Pfizer plans to sell its entire portfolio of brand-name drugs in as many as 45 lower-income countries, one of the most comprehensive and ambitious drug-access programs ever announced by a large pharmaceutical manufacturer.
There are 23 drugs for cancer, rare illnesses, inflammatory conditions and infectious diseases in five African countries. All of the New York-based company's future therapies or vaccines will eventually be included. Pfizer said the drugs will be sold at a fraction of their price in the US and Europe. The company plans to invest in local health systems to improve diagnostic capabilities, get the drugs approved, and make sure doctors know how to administer them.
In lower-income countries, the company has sold the vaccine for about $7 a dose, which is less than the cost in the US. Peer drugmakers have run similar low-cost programs for Covid and other illnesses. Many of the newest, most advanced therapies can take years to reach low-income markets.
Albert Bourla, the CEO of Pfizer, said in an interview that there was little work happening in noninfectious diseases. There is no reason for this to happen, other than that they did not have the medicines.
Pfizer has manufactured billions of Covid vaccine doses and distributed them around the world, while also watching the shot become one of the biggest-selling pharmaceutical products of all time. The ultimate success or failure of its expanded drug access program may not be known for a long time.
Jay Iyer is the CEO of the Access to Medicine Foundation, which advocates for drug availability and ranks companies based on how equitably they make products.
Pfizer was fourth on the foundation's index last year. Many large drugmakers have historically focused their emerging-market operations on fast-growing economies, where the unmet need can be large, but so is the future sales opportunity.
Brazil, India and China are critical to the business of those companies, but they don't prioritize the lowest-income countries.
Pfizer should be judged on the volume of drugs it sells to patients in lower-income countries, according to an interview before the announcement.
Pfizer will open the program to any other low-income country, as well as nations that have transitioned from low-middle income to low-middle income in the last decade, as defined by the World Bank. The World Bank defines low-income countries as those where the per capita gross national income is less than $1,000.
Pfizer wouldn't give an exact price for the drugs in those countries, but said they would be based on the cost of manufacturing. Some therapies, particularly easier-to-manufacture pills, will sell for pennies on the dollar. More complex drugs are more expensive and may need additional financing or charity from the company or other groups.
I wouldn't be surprised if they find it difficult.

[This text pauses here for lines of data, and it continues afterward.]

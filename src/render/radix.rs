//! LSD radix sort of composite keys, host mirror of the `radix_*.wgsl`
//! passes.
//!
//! Each pass runs the same three steps as the GPU: per-block digit
//! histograms stored digit-major, a global exclusive scan over that table,
//! and a stable scatter into the other buffer.

use crate::core::{tiles::RADIX_BUCKETS, SortPlan};

/// Entries handled by one histogram / scatter block.
pub const BLOCK_SIZE: usize = 256;

/// Double-buffered key/value storage.
#[derive(Clone, Debug, Default)]
pub struct SortBuffers {
    pub keys: [Vec<u64>; 2],
    pub values: [Vec<u32>; 2],
    /// `hist[digit * num_blocks + block]`.
    pub histogram: Vec<u32>,
}

impl SortBuffers {
    pub fn with_capacity(capacity: usize) -> Self {
        let blocks = capacity.div_ceil(BLOCK_SIZE).max(1);
        Self {
            keys: [vec![0; capacity], vec![0; capacity]],
            values: [vec![0; capacity], vec![0; capacity]],
            histogram: vec![0; blocks * RADIX_BUCKETS as usize],
        }
    }

    pub fn capacity(&self) -> usize {
        self.keys[0].len()
    }
}

fn digit(key: u64, pass: u32) -> usize {
    ((key >> SortPlan::shift(pass)) & (RADIX_BUCKETS as u64 - 1)) as usize
}

/// Sort the first `count` entries of buffer 0. Returns the index of the
/// buffer holding the result: the parity of `plan.passes`, or 0 when there
/// is nothing to reorder.
pub fn radix_sort(buffers: &mut SortBuffers, count: usize, plan: &SortPlan) -> usize {
    if count <= 1 {
        return 0;
    }
    let buckets = RADIX_BUCKETS as usize;
    let num_blocks = count.div_ceil(BLOCK_SIZE).max(1);
    let mut src = 0usize;

    for pass in 0..plan.passes {
        let dst = 1 - src;
        let hist = &mut buffers.histogram[..num_blocks * buckets];
        hist.fill(0);

        for i in 0..count {
            let d = digit(buffers.keys[src][i], pass);
            hist[d * num_blocks + i / BLOCK_SIZE] += 1;
        }

        // Digit-major exclusive scan gives each (digit, block) its base.
        let mut running = 0u32;
        for h in hist.iter_mut() {
            let c = *h;
            *h = running;
            running += c;
        }

        let (keys_src, keys_dst) = split_pair(&mut buffers.keys, src);
        let (vals_src, vals_dst) = split_pair(&mut buffers.values, src);
        for i in 0..count {
            let key = keys_src[i];
            let d = digit(key, pass);
            let slot = &mut hist[d * num_blocks + i / BLOCK_SIZE];
            let dest = *slot as usize;
            *slot += 1;
            keys_dst[dest] = key;
            vals_dst[dest] = vals_src[i];
        }

        src = dst;
    }
    src
}

fn split_pair<T>(pair: &mut [Vec<T>; 2], src: usize) -> (&[T], &mut [T]) {
    let (a, b) = pair.split_at_mut(1);
    if src == 0 {
        (&a[0], &mut b[0])
    } else {
        (&b[0], &mut a[0])
    }
}

#[cfg(test)]
mod tests {
    use super::*;
    use crate::core::{composite_key, TileGrid};

    #[test]
    fn test_sorts_and_keeps_values_paired() {
        let grid = TileGrid::new(64, 64);
        let plan = SortPlan::for_grid(&grid);
        let input: Vec<(u64, u32)> = (0..1000u32)
            .map(|i| {
                let tile = (i * 37) % grid.num_tiles();
                let depth = 0.5 + ((i * 7919) % 1000) as f32 * 0.01;
                (composite_key(tile, depth), i)
            })
            .collect();

        let mut buffers = SortBuffers::with_capacity(1200);
        for (i, &(k, v)) in input.iter().enumerate() {
            buffers.keys[0][i] = k;
            buffers.values[0][i] = v;
        }

        let out = radix_sort(&mut buffers, input.len(), &plan);
        assert_eq!(out, plan.passes as usize % 2);

        let mut expected = input.clone();
        expected.sort_by_key(|&(k, _)| k);
        let got: Vec<(u64, u32)> = (0..input.len())
            .map(|i| (buffers.keys[out][i], buffers.values[out][i]))
            .collect();
        // Stable: equal keys keep input order, same as the std stable sort.
        assert_eq!(got, expected);
    }

    #[test]
    fn test_trivial_counts_stay_in_first_buffer() {
        let plan = SortPlan { passes: 5 };
        let mut buffers = SortBuffers::with_capacity(4);
        assert_eq!(radix_sort(&mut buffers, 0, &plan), 0);

        buffers.keys[0][0] = composite_key(3, 1.5);
        buffers.values[0][0] = 7;
        assert_eq!(radix_sort(&mut buffers, 1, &plan), 0);
        assert_eq!(buffers.keys[0][0], composite_key(3, 1.5));
        assert_eq!(buffers.values[0][0], 7);
    }
}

It will be important for the partners to come together.
Pfizer decided to make and sell the drugs themselves, instead of seeking partners in some markets. Drugmakers have sometimes made such agreements to supply treatments in low-income and developing countries.

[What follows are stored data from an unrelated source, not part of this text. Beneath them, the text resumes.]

//! splat-viewer: interactive window for Gaussian splat scenes
//!
//! Usage:
//!   splat-viewer scene.ply [more.ply ...]
//!   splat-viewer --config splat.toml
//!
//! Keyboard:
//! - W/S: forward/back, A/D: left/right, Q/E: down/up
//! - Arrows: yaw and pitch
//! - H: toggle half-resolution compositing
//! - M: toggle metrics logging
//! - Tab: next scene
//! - Esc: quit

use anyhow::{bail, Context, Result};
use clap::Parser;
use nalgebra::Vector3;
use std::collections::HashSet;
use std::path::PathBuf;
use std::sync::Arc;
use std::time::{Duration, Instant};
use tracing::{error, info, warn};
use winit::{
    event::{ElementState, Event, KeyEvent, WindowEvent},
    event_loop::{ControlFlow, EventLoop},
    keyboard::{KeyCode, PhysicalKey},
    window::WindowBuilder,
};

use splat_rs::config::ProfilingMode;
use splat_rs::core::PrimitiveStore;
use splat_rs::gpu::{ContextOptions, GpuContext, GpuStages, SurfacePresenter};
use splat_rs::io::load_ply;
use splat_rs::metrics::{FpsCounter, Metrics};
use splat_rs::{FrameOrchestrator, FrameOutcome, RendererConfig};

const MOVE_SPEED: f32 = 2.0;
const TURN_SPEED: f32 = 1.0;
/// Camera spin per frame while profiling.
const PROFILE_STEP: f32 = 0.005;
const PROFILE_WINDOW: Duration = Duration::from_secs(30);

#[derive(Parser)]
#[command(name = "splat-viewer")]
#[command(author, version, about = "Interactive Gaussian splat viewer")]
struct Args {
    /// Scenes to cycle through with Tab (appended to the config's list)
    scenes: Vec<PathBuf>,

    /// Renderer config (TOML)
    #[arg(long)]
    config: Option<PathBuf>,

    #[arg(long, default_value = "1280")]
    width: u32,

    #[arg(long, default_value = "720")]
    height: u32,

    /// Spin the camera and log the average frame rate
    #[arg(long)]
    profile: bool,
}

fn load_scene(path: &PathBuf) -> Result<PrimitiveStore> {
    let t = Instant::now();
    let store = load_ply(path).with_context(|| format!("loading {}", path.display()))?;
    info!(
        splats = store.len(),
        ms = t.elapsed().as_millis() as u64,
        "loaded {}",
        path.display()
    );
    Ok(store)
}

fn main() -> Result<()> {
    tracing_subscriber::fmt()
        .with_env_filter(
            tracing_subscriber::EnvFilter::try_from_default_env()
                .unwrap_or_else(|_| tracing_subscriber::EnvFilter::new("info")),
        )
        .init();

    let args = Args::parse();
    info!("splat-viewer v{}", splat_rs::VERSION);

    let mut config = RendererConfig::load_or_default(args.config.as_deref())?;
    config.scenes.extend(args.scenes);
    if args.profile {
        config.profiling = ProfilingMode::Fps;
    }
    if config.scenes.is_empty() {
        bail!("no scenes given; pass one or more .ply files or list them in the config");
    }
    let store = load_scene(&config.scenes[0])?;

    let event_loop = EventLoop::new()?;
    let window = Arc::new(
        WindowBuilder::new()
            .with_title("splat-viewer")
            .with_inner_size(winit::dpi::PhysicalSize::new(args.width, args.height))
            .build(&event_loop)?,
    );

    let options = ContextOptions {
        validation: config.validation,
        adapter_index: config.adapter_index,
    };
    let (ctx, surface) = GpuContext::with_window_blocking(Arc::clone(&window), &options)
        .map_err(anyhow::Error::msg)?;
    let ctx = Arc::new(ctx);

    let presenter = SurfacePresenter::new(
        Arc::clone(&ctx),
        Arc::clone(&window),
        surface,
        config.immediate_present,
    )?;
    let stages = GpuStages::new(ctx);
    let mut orchestrator = FrameOrchestrator::new(
        presenter,
        stages,
        &store,
        config.composite_settings(),
        Metrics::new(config.enable_gui),
    )?;
    drop(store);

    let mut camera = config.initial_camera();
    let orbit_center = Vector3::from(config.target);
    let orbit_axis = Vector3::from(config.up);
    let mut scene_index = 0usize;
    let mut keys_pressed: HashSet<KeyCode> = HashSet::new();
    let mut last_frame = Instant::now();
    let mut last_summary = Instant::now();
    let mut profile = FpsCounter::new(PROFILE_WINDOW, Instant::now());

    info!("controls: WASD/QE move, arrows turn, H half-res, M metrics, Tab next scene, Esc quit");

    event_loop.run(move |event, elwt| {
        elwt.set_control_flow(ControlFlow::Poll);

        match event {
            Event::WindowEvent { event, window_id } if window_id == window.id() => match event {
                WindowEvent::CloseRequested => {
                    if let Err(e) = orchestrator.stop() {
                        warn!("stopping renderer: {e}");
                    }
                    elwt.exit();
                }

                WindowEvent::KeyboardInput {
                    event:
                        KeyEvent {
                            physical_key: PhysicalKey::Code(key),
                            state,
                            repeat,
                            ..
                        },
                    ..
                } => {
                    match state {
                        ElementState::Pressed => {
                            keys_pressed.insert(key);
                        }
                        ElementState::Released => {
                            keys_pressed.remove(&key);
                        }
                    }
                    if state != ElementState::Pressed || repeat {
                        return;
                    }

                    match key {
                        KeyCode::Escape => {
                            if let Err(e) = orchestrator.stop() {
                                warn!("stopping renderer: {e}");
                            }
                            elwt.exit();
                        }
                        KeyCode::KeyH => {
                            let half = !orchestrator.settings().half_resolution;
                            orchestrator.set_half_resolution(half);
                            info!(half_resolution = half, "toggled half resolution");
                        }
                        KeyCode::KeyM => {
                            let metrics = orchestrator.metrics_mut();
                            let enabled = !metrics.is_enabled();
                            metrics.set_enabled(enabled);
                            info!(enabled, "toggled metrics");
                        }
                        KeyCode::Tab if config.scenes.len() > 1 => {
                            scene_index = (scene_index + 1) % config.scenes.len();
                            let switched = load_scene(&config.scenes[scene_index])
                                .and_then(|s| Ok(orchestrator.switch_scene(&s)?));
                            if let Err(e) = switched {
                                error!("switching scene: {e:#}");
                                std::process::exit(1);
                            }
                        }
                        _ => {}
                    }
                }

                WindowEvent::RedrawRequested => {
                    let now = Instant::now();
                    let dt = (now - last_frame).as_secs_f32().min(0.1);
                    last_frame = now;

                    if config.profiling == ProfilingMode::Fps {
                        camera.orbit(orbit_center, orbit_axis, PROFILE_STEP);
                    } else {
                        let mut delta = Vector3::zeros();
                        let mut yaw = 0.0;
                        let mut pitch = 0.0;
                        for key in &keys_pressed {
                            match key {
                                KeyCode::KeyW => delta.z += 1.0,
                                KeyCode::KeyS => delta.z -= 1.0,
                                KeyCode::KeyD => delta.x += 1.0,
                                KeyCode::KeyA => delta.x -= 1.0,
                                // +Y is down in camera space
                                KeyCode::KeyQ => delta.y += 1.0,
                                KeyCode::KeyE => delta.y -= 1.0,
                                KeyCode::ArrowLeft => yaw -= 1.0,
                                KeyCode::ArrowRight => yaw += 1.0,
                                KeyCode::ArrowUp => pitch += 1.0,
                                KeyCode::ArrowDown => pitch -= 1.0,
                                _ => {}
                            }
                        }
                        if delta != Vector3::zeros() {
                            camera.translate(delta.normalize() * MOVE_SPEED * dt);
                        }
                        if yaw != 0.0 || pitch != 0.0 {
                            camera.rotate_local(yaw * TURN_SPEED * dt, pitch * TURN_SPEED * dt);
                        }
                    }

                    match orchestrator.draw_frame(&camera) {
                        Ok(FrameOutcome::Presented { .. }) => {
                            if config.profiling == ProfilingMode::Fps {
                                if let Some(fps) = profile.tick(Instant::now()) {
                                    info!(fps, "average frame rate over the last 30s");
                                }
                            }
                        }
                        Ok(FrameOutcome::Skipped) => {}
                        Ok(FrameOutcome::Stopped) => elwt.exit(),
                        Err(e) => {
                            error!("frame failed: {e}");
                            std::process::exit(1);
                        }
                    }

                    if now - last_summary >= Duration::from_secs(1) {
                        orchestrator.metrics().log_summary();
                        last_summary = now;
                    }
                }

                _ => {}
            },

            Event::AboutToWait => {
                window.request_redraw();
            }

            _ => {}
        }
    })?;

    Ok(())
}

Pfizer would need to find a low-cost manufacturer that wanted to make the medicine and then negotiate terms. It may not work with more complex products. The advanced manufacturing required would have meant a long lead time. The price of the vaccine was lowered for those markets.
Cary Adams, CEO of the Union for International Cancer Control, said that a voluntary license is an option, but it has to be attractive to a manufacturer.
Pfizer won't limit the amount of drugs it provides under the program, and will spend money to expand manufacturing if demand exceeds capacity, according to Bourla.
Pfizer's business and reputation have been helped by the Pandemic, which brought in $81.3 billion in sales and $22 billion in profit in 2011. The company's reputation has been changed from the biggest and baddest of big pharma to the company that helped save millions of lives during the Pandemic.
According to a draft report by the World Health Organization, life expectancy in lower-income countries has grown by about 10 years because of a focus on treating infectious diseases. The average person can expect to live to over 80 in high-income countries, while less than 65 years old in poorer regions.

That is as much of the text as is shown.